Armstrong’s legacy is not just a sporting one. TV rights have increased five-fold, sponsorship and Tour visibility is on the rise, the momentum he created that lifted the race from its nadir will Livestrong in the mountains and flatlands of Europe. The peloton is peppered with new nations and old and one senses a great deal of bitterness stems from the disappointment in the French achievements.
This great malaise, the Gallic sulk has deeper origins. From the defeat in the Olympics, back to the no vote in the referendum and the fallout over the Iraq war, France is feeling a bit sorry for itself. The president himself personifies this bitterness and although he’s not commented on the twenty years of French failure in their flagship cycle race it’s pretty evident that there’s a collective resentment amongst certain sectors of French society that other countries seem to be getting all the good stuff. Sad as this is, it will pass. The French demonstrated in the Solent that their military might still regularly eclipses ours and their foreign and immigration policy, championed by the likes of the enigmatic and eloquent Dominic de Villepin has kept them largely free of Islamic terrorism. Before we feel too sorry for the French and their sporting endeavors, let’s not forget their rugby and football team - now dispatching us with consummate ease in games we invented.

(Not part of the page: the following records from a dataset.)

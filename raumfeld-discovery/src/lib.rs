//! Raumfeld device discovery library
//!
//! Finds Raumfeld speakers on the local network with an SSDP search for the
//! Raumfeld generator service and turns their UPnP device descriptions into
//! [`Device`] records: a stable id, a display name, the local address the
//! device can reach us on, and the service endpoints the bridge talks to.
//!
//! ```no_run
//! use raumfeld_discovery::discover;
//! use std::time::Duration;
//!
//! let devices = discover(Duration::from_secs(3))?;
//! for device in devices {
//!     println!("{} ({}) at {}", device.name, device.id, device.location);
//! }
//! # Ok::<(), raumfeld_discovery::DiscoveryError>(())
//! ```
//!
//! Devices can also be pinned by their description URL, which skips SSDP
//! entirely:
//!
//! ```no_run
//! use raumfeld_discovery::from_location;
//! use std::time::Duration;
//!
//! let location = "http://192.168.1.40:52441/desc.xml".parse()?;
//! let device = from_location(&location, Duration::from_secs(3))?;
//! # Ok::<(), Box<dyn std::error::Error>>(())
//! ```

mod error;
mod ssdp;
pub mod device;
mod discovery;

pub use device::{
    device_id_from_udn, slugify, AV_TRANSPORT_SERVICE_ID, RENDERING_CONTROL_SERVICE_ID,
};
pub use discovery::DiscoveryIterator;
pub use error::{DiscoveryError, Result};

use std::collections::HashMap;
use std::net::IpAddr;
use std::time::Duration;

use url::Url;

/// Search target answered by every Raumfeld speaker. The service offers no
/// controls; it only identifies the devices.
pub const RAUMFELD_GENERATOR_URN: &str = "urn:schemas-raumfeld-com:service:RaumfeldGenerator:1";

/// Control and eventing endpoints of one UPnP service.
#[derive(Debug, Clone, PartialEq, Eq)]
pub struct ServiceEndpoint {
    /// Service type URN, used as SOAP namespace
    pub service_type: String,
    /// Absolute SOAP control URL
    pub control_url: Url,
    /// Absolute GENA event subscription URL
    pub event_sub_url: Url,
}

/// A discovered Raumfeld speaker.
///
/// Immutable once built; rediscovery produces fresh records.
#[derive(Debug, Clone, PartialEq, Eq)]
pub struct Device {
    /// Topic-safe id derived from the UDN, e.g. `3f8a2a30-0c3f-4d5e-b1a2-7d2f3c4b5a69`
    pub id: String,
    /// Raw UDN as announced by the device
    pub udn: String,
    /// Friendly name without the `Speaker ` prefix
    pub name: String,
    /// Description URL
    pub location: Url,
    /// Local address the device can reach us on
    pub local_addr: IpAddr,
    /// Endpoints keyed by service id
    pub services: HashMap<String, ServiceEndpoint>,
}

impl Device {
    /// Endpoints of the service with the given id
    pub fn service(&self, service_id: &str) -> Option<&ServiceEndpoint> {
        self.services.get(service_id)
    }

    /// Event subscription URL of the service with the given id
    pub fn event_url(&self, service_id: &str) -> Option<&Url> {
        self.service(service_id).map(|s| &s.event_sub_url)
    }
}

/// Events emitted during device discovery.
#[derive(Debug, Clone)]
pub enum DeviceEvent {
    /// A Raumfeld device answered and its description was usable
    Found(Device),
}

/// Discover all Raumfeld devices answering within `timeout`.
///
/// The search itself failing is an error; individual devices that cannot be
/// described are skipped.
pub fn discover(timeout: Duration) -> Result<Vec<Device>> {
    Ok(DiscoveryIterator::new(timeout)?
        .map(|event| match event {
            DeviceEvent::Found(device) => device,
        })
        .collect())
}

/// Build a device from a known description URL without searching.
pub fn from_location(location: &Url, timeout: Duration) -> Result<Device> {
    let client = discovery::http_client(timeout)?;
    discovery::fetch_device(&client, location)
}
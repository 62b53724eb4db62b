//! Raumfeld control operations organized by service

pub mod av_transport;
pub mod rendering_control;

pub use av_transport::{EnterManualStandbyOperation, LeaveStandbyOperation};
pub use rendering_control::{SetMuteOperation, SetVolumeOperation};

In short, let us acknowledge Lance Armstrong as one of sport’s greatest achievers, as a consummate professional, a human being and a staunch advocate of one of the finest endurance races in the world sensitive to the European way of life. Accept that Lance Armstrong’s domination was both awe inspiring in its persistence and gloriously effective in it’s ability to heal a damaged event. The race lives on without him and lives stronger because of him.